《A Babá Que Perdeu Tudo e Ganhou um Filho》Parte 10

PUBLICIDADE

A manhã do julgamento amanheceu cinzenta.

Nuvens pesadas cobriam São Paulo.

Como se até o céu soubesse que aquele seria um dia capaz de mudar vidas para sempre.

Ana Oliveira quase não dormiu.

Passou boa parte da noite observando Lucas dormir.

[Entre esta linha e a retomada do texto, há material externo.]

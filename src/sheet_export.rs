//! xlsx rendering: one worksheet per time window, holding the per-player
//! aggregate table and the best-single-game leaderboard block. Undefined
//! stats render as blank cells, never zero.

use std::collections::HashMap;

use anyhow::{Context, Result};
use rust_xlsxwriter::{Format, Url, Workbook, Worksheet};

use crate::aggregate::{AggregatedStats, MaxStat, PlayerAggregatedStats};
use crate::model::SIXES_COMBAT_CLASSES;

const PLAYER_COLUMN_WIDTH: f64 = 24.0;
const STAT_COLUMN_WIDTH: f64 = 18.0;

pub fn append_stats_sheet(
    workbook: &mut Workbook,
    sheet_name: &str,
    aggregated: &AggregatedStats,
    aliases: &HashMap<String, String>,
) -> Result<()> {
    let sheet = workbook.add_worksheet();
    sheet
        .set_name(sheet_name)
        .with_context(|| format!("invalid sheet name `{sheet_name}`"))?;

    let bold = Format::new().set_bold();
    let two_dp = Format::new().set_num_format("0.00");
    let percent = Format::new().set_num_format("0.00%");

    let mut header = vec![
        "Player".to_string(),
        "Games Played".to_string(),
        "Average DPM".to_string(),
        "Average HPM".to_string(),
        "Average Heals Received/min".to_string(),
        "Win Rate".to_string(),
    ];
    for class in SIXES_COMBAT_CLASSES {
        header.push(format!("Average {} DPM", class.label()));
    }
    for (col, title) in header.iter().enumerate() {
        sheet.write_string_with_format(0, col as u16, title, &bold)?;
    }

    // Only aliased players are rendered, sorted the way the sheet reads.
    let mut rows: Vec<(&String, &PlayerAggregatedStats)> = aggregated
        .player_stats
        .iter()
        .filter_map(|(steam_id, stats)| aliases.get(steam_id).map(|alias| (alias, stats)))
        .collect();
    rows.sort_by_key(|(alias, _)| alias.to_lowercase());

    for (idx, (alias, stats)) in rows.iter().enumerate() {
        let row = idx as u32 + 1;
        sheet.write_string(row, 0, alias.as_str())?;
        sheet.write_number(row, 1, f64::from(stats.game_result_counts.total()))?;
        write_opt_number(sheet, row, 2, stats.average_dpm, &two_dp)?;
        write_opt_number(sheet, row, 3, stats.average_hpm, &two_dp)?;
        write_opt_number(sheet, row, 4, stats.average_hrpm, &two_dp)?;
        write_opt_number(sheet, row, 5, stats.win_rate, &percent)?;
        for (offset, class) in SIXES_COMBAT_CLASSES.iter().enumerate() {
            let value = stats.per_class_dpm.get(class).copied().flatten();
            write_opt_number(sheet, row, 6 + offset as u16, value, &two_dp)?;
        }
    }

    let leaderboard_start = rows.len() as u32 + 2;
    write_leaderboards(sheet, leaderboard_start, &aggregated.max_stats, aliases, &bold)?;

    sheet.set_freeze_panes(1, 1)?;
    sheet.set_column_width(0, PLAYER_COLUMN_WIDTH)?;
    for col in 1..header.len() as u16 {
        sheet.set_column_width(col, STAT_COLUMN_WIDTH)?;
    }

    Ok(())
}

fn write_opt_number(
    sheet: &mut Worksheet,
    row: u32,
    col: u16,
    value: Option<f64>,
    format: &Format,
) -> Result<()> {
    if let Some(value) = value {
        sheet.write_number_with_format(row, col, value, format)?;
    }
    Ok(())
}

/// One row per metric; each co-winner cell links back to the source log.
fn write_leaderboards(
    sheet: &mut Worksheet,
    start_row: u32,
    max_stats: &[MaxStat],
    aliases: &HashMap<String, String>,
    bold: &Format,
) -> Result<()> {
    sheet.write_string_with_format(start_row, 0, "Best Single Game", bold)?;
    for (idx, stat) in max_stats.iter().enumerate() {
        let row = start_row + 1 + idx as u32;
        sheet.write_string(row, 0, stat.name)?;
        for (offset, winner) in stat.winners.iter().enumerate() {
            let name = aliases
                .get(&winner.steam_id)
                .map(String::as_str)
                .unwrap_or(winner.steam_id.as_str());
            let value = winner.value.value.as_number().unwrap_or_default();
            let link = Url::new(format!("https://logs.tf/{}", winner.value.log_id))
                .set_text(format!("{name}, {}", format_stat_number(value)));
            sheet.write_url(row, 1 + offset as u16, link)?;
        }
    }
    Ok(())
}

fn format_stat_number(value: f64) -> String {
    if value.fract() == 0.0 {
        format!("{value:.0}")
    } else {
        format!("{value:.2}")
    }
}
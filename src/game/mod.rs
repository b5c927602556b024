pub mod commit;
pub mod rules;
pub mod utils;

pub use commit::{apply_move, infer_move, play, Move, RulesError};
pub use rules::GameState;
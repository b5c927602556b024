//! Collaborator interfaces for persistence.
//!
//! Both stores are key-value-by-id and may be eventually consistent. Calls
//! are short request/response exchanges; retries belong to the transport,
//! not to callers.

pub mod memory;

use thiserror::Error;

use crate::models::board::Board;
use crate::models::game_state::GameSession;
use crate::models::user::UserProfile;

pub use memory::MemoryStore;

#[derive(Debug, Error, Clone, PartialEq, Eq)]
pub enum StoreError {
    #[error("store unavailable: {0}")]
    Unavailable(String),
}

pub trait SessionStore: Send + Sync {
    /// Load the session for `room_id`, creating it from `initial` if absent
    fn find_or_create(&self, room_id: &str, initial: &Board) -> Result<GameSession, StoreError>;

    fn find_by_id(&self, room_id: &str) -> Result<Option<GameSession>, StoreError>;

    /// Overwrite the stored session. Last write wins.
    fn save(&self, session: &GameSession) -> Result<(), StoreError>;

    /// Remove the session. Returns whether one existed; deleting a missing
    /// session is not an error.
    fn delete_by_id(&self, room_id: &str) -> Result<bool, StoreError>;
}

pub trait UserStore: Send + Sync {
    fn find_by_email(&self, email: &str) -> Result<Option<UserProfile>, StoreError>;

    fn save_user(&self, user: &UserProfile) -> Result<(), StoreError>;
}
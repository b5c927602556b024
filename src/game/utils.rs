use crate::game::rules::{game_state, is_king_in_check, GameState};
use crate::models::board::{Board, Color};

/// Get the game status of a position as a string
pub fn game_status(board: &Board, to_move: Color) -> String {
    match game_state(board, to_move) {
        GameState::Checkmate => format!("{}_wins", to_move.opposite()),
        GameState::Stalemate => "stalemate".to_string(),
        GameState::Continue if is_king_in_check(board, to_move) => "check".to_string(),
        GameState::Continue => format!("{}_turn", to_move),
    }
}
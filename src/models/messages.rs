use actix::Message;
use serde::{Deserialize, Serialize};

use crate::models::board::{Board, Color};
use crate::models::user::UserProfile;

/// Event sent from client to server.
///
/// Frames are JSON objects tagged by `event`, e.g.
/// `{"event":"send-pieces","board":[...],"nextTurn":"black"}`.
#[derive(Serialize, Deserialize, Debug, Clone)]
#[serde(tag = "event", rename_all = "kebab-case")]
pub enum ClientMessage {
    #[serde(rename_all = "camelCase")]
    Join { room_id: String, board: Board },
    #[serde(rename_all = "camelCase")]
    SaveMyColor { player_email: String, color: Color },
    #[serde(rename_all = "camelCase")]
    SendPieces { board: Board, next_turn: Color },
    #[serde(rename_all = "camelCase")]
    SaveChessboard {
        board: Board,
        next_turn: Color,
        #[serde(default)]
        player_email: Option<String>,
    },
    #[serde(rename_all = "camelCase")]
    GameEndCheckmate { losing_color: Color },
    GameEndStalemate,
    UserLeft,
    SendOpponentInfo { user: UserProfile },
}

impl ClientMessage {
    pub fn event_name(&self) -> &'static str {
        match self {
            ClientMessage::Join { .. } => "join",
            ClientMessage::SaveMyColor { .. } => "save-my-color",
            ClientMessage::SendPieces { .. } => "send-pieces",
            ClientMessage::SaveChessboard { .. } => "save-chessboard",
            ClientMessage::GameEndCheckmate { .. } => "game-end-checkmate",
            ClientMessage::GameEndStalemate => "game-end-stalemate",
            ClientMessage::UserLeft => "user-left",
            ClientMessage::SendOpponentInfo { .. } => "send-opponent-info",
        }
    }
}

/// Event sent from server to client.
///
/// `recieve-pieces` and `recieve-opponent-info` are spelled the way
/// deployed clients expect them.
#[derive(Serialize, Deserialize, Debug, Clone, PartialEq)]
#[serde(tag = "event", rename_all = "kebab-case")]
pub enum ServerMessage {
    #[serde(rename_all = "camelCase")]
    LoadChessboard {
        board: Board,
        turn: Color,
        black_email: Option<String>,
        white_email: Option<String>,
    },
    PlayerColor { color: Color },
    #[serde(rename_all = "camelCase")]
    RoomFull { room_id: String, full: bool },
    #[serde(rename = "recieve-pieces", rename_all = "camelCase")]
    ReceivePieces { board: Board, next_turn: Color },
    #[serde(rename_all = "camelCase")]
    ReceiveUpdateCheckmate { losing_color: Color },
    ReceiveUpdateStalemate,
    OpponentLeft,
    #[serde(rename = "recieve-opponent-info")]
    ReceiveOpponentInfo { user: UserProfile },
    Error { message: String },
}

impl ServerMessage {
    pub fn error(message: impl Into<String>) -> Self {
        ServerMessage::Error {
            message: message.into(),
        }
    }
}

/// Message type for WebSocket communication
#[derive(Message)]
#[rtype(result = "()")]
pub struct ChessWebSocketMessage(pub String);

O menino estava abraçado ao velho dinossauro de pelúcia.

Tranquilo.

Seguro.

Protegido.

Algo que durante muito tempo ela acreditou que jamais conseguiria oferecer a alguém novamente.

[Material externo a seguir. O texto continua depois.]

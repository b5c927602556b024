//! Per-room game coordination.
//!
//! The coordinator relays whole boards between the two peers of a room and
//! keeps the stored session in step. Peers validate their own moves; the
//! coordinator only re-checks them when `verify_moves` is on.

pub mod rooms;

use std::sync::{Arc, Mutex, MutexGuard};

use log::{debug, info, warn};

use crate::error::CoordinatorError;
use crate::game::utils::game_status;
use crate::game::rules::{game_state, GameState};
use crate::game::{apply_move, infer_move, Move};
use crate::models::board::{Board, Color};
use crate::models::game_state::SessionPhase;
use crate::models::messages::{ClientMessage, ServerMessage};
use crate::store::{SessionStore, UserStore};

pub use rooms::{Room, RoomRegistry};

pub const MAX_PLAYERS: usize = 2;
pub const RATING_DELTA: i32 = 10;

/// A server event and the connections that should receive it
#[derive(Debug, Clone, PartialEq)]
pub struct Outbound {
    pub recipients: Vec<String>,
    pub message: ServerMessage,
}

impl Outbound {
    pub fn to(conn: &str, message: ServerMessage) -> Self {
        Outbound {
            recipients: vec![conn.to_string()],
            message,
        }
    }
}

pub struct Coordinator {
    rooms: Mutex<RoomRegistry>,
    sessions: Arc<dyn SessionStore>,
    users: Arc<dyn UserStore>,
    verify_moves: bool,
}
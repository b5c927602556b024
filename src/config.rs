use serde::Deserialize;
use std::collections::HashMap;
use std::fs;
use std::path::PathBuf;

use crate::error::ConfigError;

/// Server settings.
///
/// Built from defaults, then an optional TOML file named by `CHESS_CONFIG`,
/// then the `HOST`, `PORT`, `STATIC_DIR` and `VERIFY_MOVES` environment
/// variables.
#[derive(Debug, Clone, Deserialize, PartialEq)]
#[serde(default)]
pub struct Config {
    pub host: String,
    pub port: u16,
    pub static_dir: PathBuf,
    pub log_filter: String,
    pub verify_moves: bool,
}

impl Default for Config {
    fn default() -> Self {
        Config {
            host: "127.0.0.1".to_string(),
            port: 8080,
            static_dir: PathBuf::from("./static"),
            log_filter: "info".to_string(),
            verify_moves: false,
        }
    }
}

impl Config {
    pub fn load() -> Result<Config, ConfigError> {
        let vars: HashMap<String, String> = std::env::vars().collect();
        Config::from_vars(&vars)
    }

    pub fn from_vars(vars: &HashMap<String, String>) -> Result<Config, ConfigError> {
        let mut config = match vars.get("CHESS_CONFIG") {
            Some(path) => {
                let contents = fs::read_to_string(path).map_err(|source| ConfigError::Io {
                    path: path.clone(),
                    source,
                })?;
                Config::from_toml(&contents)?
            }
            None => Config::default(),
        };

        if let Some(host) = vars.get("HOST") {
            config.host = host.clone();
        }
        if let Some(port) = vars.get("PORT") {
            config.port = port.parse().map_err(|_| ConfigError::InvalidValue {
                key: "PORT",
                value: port.clone(),
            })?;
        }
        if let Some(dir) = vars.get("STATIC_DIR") {
            config.static_dir = PathBuf::from(dir);
        }
        if let Some(flag) = vars.get("VERIFY_MOVES") {
            config.verify_moves = match flag.as_str() {
                "1" | "true" | "yes" => true,
                "0" | "false" | "no" => false,
                _ => {
                    return Err(ConfigError::InvalidValue {
                        key: "VERIFY_MOVES",
                        value: flag.clone(),
                    })
                }
            };
        }
        Ok(config)
    }

    pub fn from_toml(contents: &str) -> Result<Config, ConfigError> {
        Ok(toml::from_str(contents)?)
    }

    pub fn bind_address(&self) -> (String, u16) {
        (self.host.clone(), self.port)
    }
}
pub mod app_state;
pub mod board;
pub mod game_state;
pub mod messages;
pub mod user;

// Re-export important types
pub use app_state::*;
pub use board::{Board, BoardError, Color, Piece, PieceKind};
pub use game_state::*;
pub use messages::*;
pub use user::UserProfile;
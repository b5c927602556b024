//! Two-player online chess rooms.
//!
//! `game` holds the rules engine, `coordinator` the per-room relay and
//! persistence logic, and `websocket`/`routes` the actix surface.

pub mod config;
pub mod coordinator;
pub mod error;
pub mod game;
pub mod models;
pub mod routes;
pub mod store;
pub mod websocket;

pub use config::Config;
pub use coordinator::{Coordinator, Outbound};
pub use error::{ConfigError, CoordinatorError};
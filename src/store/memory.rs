use std::collections::HashMap;
use std::sync::atomic::{AtomicBool, Ordering};
use std::sync::{Mutex, MutexGuard};

use log::debug;

use crate::models::board::Board;
use crate::models::game_state::GameSession;
use crate::models::user::UserProfile;
use crate::store::{SessionStore, StoreError, UserStore};

/// In-process store used by the server binary and the tests
#[derive(Default)]
pub struct MemoryStore {
    sessions: Mutex<HashMap<String, GameSession>>,
    users: Mutex<HashMap<String, UserProfile>>,
    offline: AtomicBool,
}

fn lock<T>(mutex: &Mutex<T>) -> MutexGuard<'_, T> {
    mutex.lock().unwrap_or_else(|poisoned| poisoned.into_inner())
}

impl MemoryStore {
    pub fn new() -> Self {
        Self::default()
    }

    /// Simulate an outage: every call fails until switched back on
    pub fn set_offline(&self, offline: bool) {
        self.offline.store(offline, Ordering::SeqCst);
    }

    pub fn insert_user(&self, user: UserProfile) {
        lock(&self.users).insert(user.player_email_id.clone(), user);
    }

    pub fn session_count(&self) -> usize {
        lock(&self.sessions).len()
    }

    fn check(&self) -> Result<(), StoreError> {
        if self.offline.load(Ordering::SeqCst) {
            return Err(StoreError::Unavailable("memory store is offline".to_string()));
        }
        Ok(())
    }
}

impl SessionStore for MemoryStore {
    fn find_or_create(&self, room_id: &str, initial: &Board) -> Result<GameSession, StoreError> {
        self.check()?;
        let mut sessions = lock(&self.sessions);
        let session = sessions.entry(room_id.to_string()).or_insert_with(|| {
            debug!("Creating session for room {}", room_id);
            GameSession::new(room_id, initial.clone())
        });
        Ok(session.clone())
    }

    fn find_by_id(&self, room_id: &str) -> Result<Option<GameSession>, StoreError> {
        self.check()?;
        Ok(lock(&self.sessions).get(room_id).cloned())
    }

    fn save(&self, session: &GameSession) -> Result<(), StoreError> {
        self.check()?;
        lock(&self.sessions).insert(session.room_id.clone(), session.clone());
        Ok(())
    }

    fn delete_by_id(&self, room_id: &str) -> Result<bool, StoreError> {
        self.check()?;
        Ok(lock(&self.sessions).remove(room_id).is_some())
    }
}

impl UserStore for MemoryStore {
    fn find_by_email(&self, email: &str) -> Result<Option<UserProfile>, StoreError> {
        self.check()?;
        Ok(lock(&self.users).get(email).cloned())
    }

    fn save_user(&self, user: &UserProfile) -> Result<(), StoreError> {
        self.check()?;
        self.insert_user(user.clone());
        Ok(())
    }
}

Do outro lado da cidade, Patrícia Montenegro também não havia dormido.

Mas por motivos completamente diferentes.

Ela caminhava pelos corredores vazios da mansão parcialmente bloqueada pela Justiça.

Os saltos que antes ecoavam entre festas luxuosas agora ecoavam no silêncio.

Na solidão.

No abandono.

Ela parou diante de uma fotografia antiga.

Uma imagem da família.

Fernando.

Ela.

As crianças.

Lucas ainda pequeno.

Todos sorrindo.

Pareciam felizes.

Pareciam perfeitos.

Pareciam uma mentira.

Patrícia passou os dedos pela moldura.

E sentiu o coração apertar.

Porque naquele momento compreendeu algo terrível.

Não estava lutando apenas pela guarda do filho.

Estava lutando para não perder a última coisa importante que ainda restava em sua vida.

Mas talvez já fosse tarde demais.

Pouco depois das nove horas da manhã, o Tribunal de Família estava lotado.

Mais lotado do que qualquer audiência daquele ano.

Jornalistas.

Advogados.

Curiosos.

Influenciadores.

Todos queriam assistir ao desfecho da história que havia parado o Brasil.

A mulher acusada injustamente.

O menino que salvou sua vida.

A família milionária destruída pelos próprios segredos.

Ana entrou acompanhada de Ricardo Vasconcelos.

Lucas segurava sua mão.

Forte.

Como se tivesse medo de perdê-la.

Quando os fotógrafos começaram a disparar flashes, o menino se aproximou ainda mais dela.

Instintivamente.

Ana sorriu.

E apertou sua mão.

"Estou aqui."

Lucas assentiu.

Como sempre fazia.

Porque acreditava nela.

Mais do que em qualquer outra pessoa.

No outro lado do salão, Patrícia entrou.

Sozinha.

Sem amigas.

Sem assessores.

Sem o exército de pessoas que costumava acompanhá-la.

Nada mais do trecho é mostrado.